Stored items
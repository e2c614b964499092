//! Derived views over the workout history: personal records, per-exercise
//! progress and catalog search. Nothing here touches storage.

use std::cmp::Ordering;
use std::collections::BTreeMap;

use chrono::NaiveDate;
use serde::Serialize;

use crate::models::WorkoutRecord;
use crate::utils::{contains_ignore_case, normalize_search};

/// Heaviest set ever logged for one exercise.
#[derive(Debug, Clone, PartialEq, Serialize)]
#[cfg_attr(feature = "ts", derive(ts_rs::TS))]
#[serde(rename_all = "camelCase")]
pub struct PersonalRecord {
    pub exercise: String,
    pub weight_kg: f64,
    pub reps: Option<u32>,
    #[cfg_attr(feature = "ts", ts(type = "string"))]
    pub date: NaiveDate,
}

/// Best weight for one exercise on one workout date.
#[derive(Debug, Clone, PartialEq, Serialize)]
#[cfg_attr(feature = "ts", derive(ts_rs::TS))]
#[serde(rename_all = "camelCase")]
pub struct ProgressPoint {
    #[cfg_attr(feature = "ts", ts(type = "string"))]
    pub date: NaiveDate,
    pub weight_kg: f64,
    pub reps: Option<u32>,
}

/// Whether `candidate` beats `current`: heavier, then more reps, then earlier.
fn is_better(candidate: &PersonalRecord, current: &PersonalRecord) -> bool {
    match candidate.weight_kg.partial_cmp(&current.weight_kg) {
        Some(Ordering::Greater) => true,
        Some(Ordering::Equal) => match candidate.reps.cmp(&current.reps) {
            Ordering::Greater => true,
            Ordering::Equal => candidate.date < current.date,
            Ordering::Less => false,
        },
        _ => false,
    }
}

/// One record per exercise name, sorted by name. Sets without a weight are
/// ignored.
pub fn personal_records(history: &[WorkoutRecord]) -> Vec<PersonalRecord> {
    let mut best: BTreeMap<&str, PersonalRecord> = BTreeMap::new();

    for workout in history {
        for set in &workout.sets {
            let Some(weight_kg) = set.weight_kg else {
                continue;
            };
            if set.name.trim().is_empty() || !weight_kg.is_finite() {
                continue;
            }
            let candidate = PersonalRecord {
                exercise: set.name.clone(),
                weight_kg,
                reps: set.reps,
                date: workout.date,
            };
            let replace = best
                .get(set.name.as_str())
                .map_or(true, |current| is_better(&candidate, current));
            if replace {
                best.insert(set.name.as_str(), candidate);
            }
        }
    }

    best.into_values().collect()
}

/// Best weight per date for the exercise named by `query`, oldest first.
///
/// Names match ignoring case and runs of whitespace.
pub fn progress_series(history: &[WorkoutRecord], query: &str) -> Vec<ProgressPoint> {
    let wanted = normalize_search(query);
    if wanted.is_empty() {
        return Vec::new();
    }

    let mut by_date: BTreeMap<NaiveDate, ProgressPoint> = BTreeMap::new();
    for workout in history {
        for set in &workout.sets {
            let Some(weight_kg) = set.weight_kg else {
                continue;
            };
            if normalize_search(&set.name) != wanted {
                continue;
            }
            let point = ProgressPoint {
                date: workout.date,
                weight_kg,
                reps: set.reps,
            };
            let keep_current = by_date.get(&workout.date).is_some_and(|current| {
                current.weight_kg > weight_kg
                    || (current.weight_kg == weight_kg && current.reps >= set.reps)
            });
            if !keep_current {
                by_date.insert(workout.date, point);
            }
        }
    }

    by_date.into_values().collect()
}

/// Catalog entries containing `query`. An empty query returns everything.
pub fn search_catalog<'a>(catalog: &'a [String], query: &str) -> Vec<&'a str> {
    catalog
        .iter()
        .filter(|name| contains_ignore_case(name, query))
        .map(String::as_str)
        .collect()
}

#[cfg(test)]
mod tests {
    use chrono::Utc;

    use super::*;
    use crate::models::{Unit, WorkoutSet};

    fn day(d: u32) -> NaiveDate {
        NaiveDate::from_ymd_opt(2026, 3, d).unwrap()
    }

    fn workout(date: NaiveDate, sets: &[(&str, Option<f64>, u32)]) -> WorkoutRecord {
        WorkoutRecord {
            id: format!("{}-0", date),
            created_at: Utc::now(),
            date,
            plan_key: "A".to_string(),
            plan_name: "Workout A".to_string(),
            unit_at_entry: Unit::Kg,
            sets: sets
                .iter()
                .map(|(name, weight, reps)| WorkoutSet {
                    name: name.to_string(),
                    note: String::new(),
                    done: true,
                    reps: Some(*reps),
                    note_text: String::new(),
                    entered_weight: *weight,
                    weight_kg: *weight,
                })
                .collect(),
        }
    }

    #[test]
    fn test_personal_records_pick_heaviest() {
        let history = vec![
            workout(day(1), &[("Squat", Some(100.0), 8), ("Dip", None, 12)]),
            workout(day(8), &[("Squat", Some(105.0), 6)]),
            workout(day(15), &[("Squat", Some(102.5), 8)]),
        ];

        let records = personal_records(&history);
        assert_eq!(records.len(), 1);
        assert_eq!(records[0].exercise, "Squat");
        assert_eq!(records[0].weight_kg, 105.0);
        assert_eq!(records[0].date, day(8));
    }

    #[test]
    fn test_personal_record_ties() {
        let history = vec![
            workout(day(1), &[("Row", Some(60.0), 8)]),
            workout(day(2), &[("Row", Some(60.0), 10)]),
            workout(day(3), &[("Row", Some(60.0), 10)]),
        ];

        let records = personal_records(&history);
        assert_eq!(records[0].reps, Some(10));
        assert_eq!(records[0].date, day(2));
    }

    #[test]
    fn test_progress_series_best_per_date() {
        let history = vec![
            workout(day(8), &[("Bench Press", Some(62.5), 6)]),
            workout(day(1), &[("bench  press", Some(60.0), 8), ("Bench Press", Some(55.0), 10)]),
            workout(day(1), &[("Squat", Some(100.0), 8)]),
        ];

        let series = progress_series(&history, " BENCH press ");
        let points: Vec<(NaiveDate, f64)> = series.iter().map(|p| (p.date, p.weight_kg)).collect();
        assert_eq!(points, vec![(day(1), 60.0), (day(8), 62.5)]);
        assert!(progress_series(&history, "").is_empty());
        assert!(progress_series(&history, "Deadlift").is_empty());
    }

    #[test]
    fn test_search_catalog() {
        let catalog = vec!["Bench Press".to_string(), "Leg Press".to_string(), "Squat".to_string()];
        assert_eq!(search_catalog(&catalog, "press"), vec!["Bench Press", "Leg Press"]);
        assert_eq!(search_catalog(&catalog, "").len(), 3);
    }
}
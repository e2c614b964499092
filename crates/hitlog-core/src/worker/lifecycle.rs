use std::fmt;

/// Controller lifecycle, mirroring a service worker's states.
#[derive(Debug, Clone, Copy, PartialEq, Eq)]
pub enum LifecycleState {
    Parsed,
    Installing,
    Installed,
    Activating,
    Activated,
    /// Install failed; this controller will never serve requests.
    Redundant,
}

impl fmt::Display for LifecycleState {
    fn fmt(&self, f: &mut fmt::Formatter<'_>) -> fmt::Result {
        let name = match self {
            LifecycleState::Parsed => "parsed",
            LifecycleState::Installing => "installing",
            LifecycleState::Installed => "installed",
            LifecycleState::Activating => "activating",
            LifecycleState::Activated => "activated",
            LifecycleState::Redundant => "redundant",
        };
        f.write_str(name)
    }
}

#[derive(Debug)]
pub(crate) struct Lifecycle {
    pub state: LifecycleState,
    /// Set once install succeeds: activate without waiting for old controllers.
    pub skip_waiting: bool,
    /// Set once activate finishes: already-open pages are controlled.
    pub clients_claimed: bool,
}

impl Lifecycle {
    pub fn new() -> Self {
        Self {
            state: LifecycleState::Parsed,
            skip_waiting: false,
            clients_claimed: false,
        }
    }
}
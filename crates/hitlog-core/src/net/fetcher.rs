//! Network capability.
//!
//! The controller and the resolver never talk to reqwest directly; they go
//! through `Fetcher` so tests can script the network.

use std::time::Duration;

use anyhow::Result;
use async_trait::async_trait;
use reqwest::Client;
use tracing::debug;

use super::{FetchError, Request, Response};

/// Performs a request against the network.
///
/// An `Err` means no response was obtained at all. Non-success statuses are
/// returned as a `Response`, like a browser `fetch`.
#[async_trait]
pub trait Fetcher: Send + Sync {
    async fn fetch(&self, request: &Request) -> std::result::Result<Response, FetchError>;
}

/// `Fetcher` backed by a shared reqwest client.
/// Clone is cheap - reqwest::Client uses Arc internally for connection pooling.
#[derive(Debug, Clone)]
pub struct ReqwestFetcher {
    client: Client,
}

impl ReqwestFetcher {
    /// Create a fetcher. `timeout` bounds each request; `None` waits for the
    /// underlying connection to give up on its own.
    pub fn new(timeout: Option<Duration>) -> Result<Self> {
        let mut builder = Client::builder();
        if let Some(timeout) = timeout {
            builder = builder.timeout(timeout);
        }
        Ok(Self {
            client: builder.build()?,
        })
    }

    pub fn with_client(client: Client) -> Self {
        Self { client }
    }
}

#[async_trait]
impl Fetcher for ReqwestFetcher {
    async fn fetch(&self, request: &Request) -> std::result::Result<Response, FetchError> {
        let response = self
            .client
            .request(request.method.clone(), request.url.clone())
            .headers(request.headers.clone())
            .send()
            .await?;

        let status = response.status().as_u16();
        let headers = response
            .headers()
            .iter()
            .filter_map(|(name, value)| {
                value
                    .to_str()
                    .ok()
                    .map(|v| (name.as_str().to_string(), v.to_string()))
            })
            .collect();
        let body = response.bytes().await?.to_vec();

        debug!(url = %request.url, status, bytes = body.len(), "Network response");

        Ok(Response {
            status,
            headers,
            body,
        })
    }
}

--

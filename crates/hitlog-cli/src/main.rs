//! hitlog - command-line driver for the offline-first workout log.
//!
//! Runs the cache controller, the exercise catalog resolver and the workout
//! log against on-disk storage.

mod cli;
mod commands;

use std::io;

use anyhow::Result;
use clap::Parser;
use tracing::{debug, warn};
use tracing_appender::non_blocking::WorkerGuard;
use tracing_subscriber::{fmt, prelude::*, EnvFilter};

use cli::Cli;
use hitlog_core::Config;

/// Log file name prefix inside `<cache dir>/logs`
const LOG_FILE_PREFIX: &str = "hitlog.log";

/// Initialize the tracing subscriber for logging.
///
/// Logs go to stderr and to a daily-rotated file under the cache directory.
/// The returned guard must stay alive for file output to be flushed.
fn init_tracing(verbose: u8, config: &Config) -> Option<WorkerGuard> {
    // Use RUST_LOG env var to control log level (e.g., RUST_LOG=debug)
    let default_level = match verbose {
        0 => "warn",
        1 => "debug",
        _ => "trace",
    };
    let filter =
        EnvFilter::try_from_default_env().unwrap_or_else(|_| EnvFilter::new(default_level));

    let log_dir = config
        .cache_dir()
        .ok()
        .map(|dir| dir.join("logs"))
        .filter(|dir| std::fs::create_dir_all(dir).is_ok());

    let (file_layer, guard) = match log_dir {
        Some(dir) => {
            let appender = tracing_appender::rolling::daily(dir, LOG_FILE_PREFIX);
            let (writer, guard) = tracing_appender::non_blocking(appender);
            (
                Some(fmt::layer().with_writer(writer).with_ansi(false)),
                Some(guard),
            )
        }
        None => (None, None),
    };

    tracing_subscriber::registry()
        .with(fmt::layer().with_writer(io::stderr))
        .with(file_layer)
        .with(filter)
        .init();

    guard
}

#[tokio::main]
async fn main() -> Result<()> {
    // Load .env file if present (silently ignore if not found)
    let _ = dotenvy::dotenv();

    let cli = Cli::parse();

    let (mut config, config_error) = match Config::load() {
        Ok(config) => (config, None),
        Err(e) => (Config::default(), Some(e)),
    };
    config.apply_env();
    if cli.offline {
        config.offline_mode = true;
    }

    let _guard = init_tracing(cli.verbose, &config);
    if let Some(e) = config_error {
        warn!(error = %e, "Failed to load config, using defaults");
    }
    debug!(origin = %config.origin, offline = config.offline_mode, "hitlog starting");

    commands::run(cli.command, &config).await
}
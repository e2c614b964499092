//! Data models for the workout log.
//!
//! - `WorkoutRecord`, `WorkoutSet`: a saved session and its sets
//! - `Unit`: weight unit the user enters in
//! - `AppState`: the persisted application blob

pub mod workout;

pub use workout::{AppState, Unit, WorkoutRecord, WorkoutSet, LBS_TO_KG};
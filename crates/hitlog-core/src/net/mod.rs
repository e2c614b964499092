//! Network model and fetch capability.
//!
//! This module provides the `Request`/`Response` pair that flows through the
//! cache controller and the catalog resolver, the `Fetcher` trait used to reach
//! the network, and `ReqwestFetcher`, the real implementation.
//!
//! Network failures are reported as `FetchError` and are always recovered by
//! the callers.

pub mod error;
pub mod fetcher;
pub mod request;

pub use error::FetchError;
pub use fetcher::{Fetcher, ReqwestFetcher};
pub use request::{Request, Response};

### INSTRUCTIONS TO FOLLOW
Search the entries for the word "first", then gather every line that has it.

### RESPONSE TO THIS TASK
/// Best weight per date for the exercise named by `query`, oldest first.
//! hitlog - command-line driver for the offline-first workout log.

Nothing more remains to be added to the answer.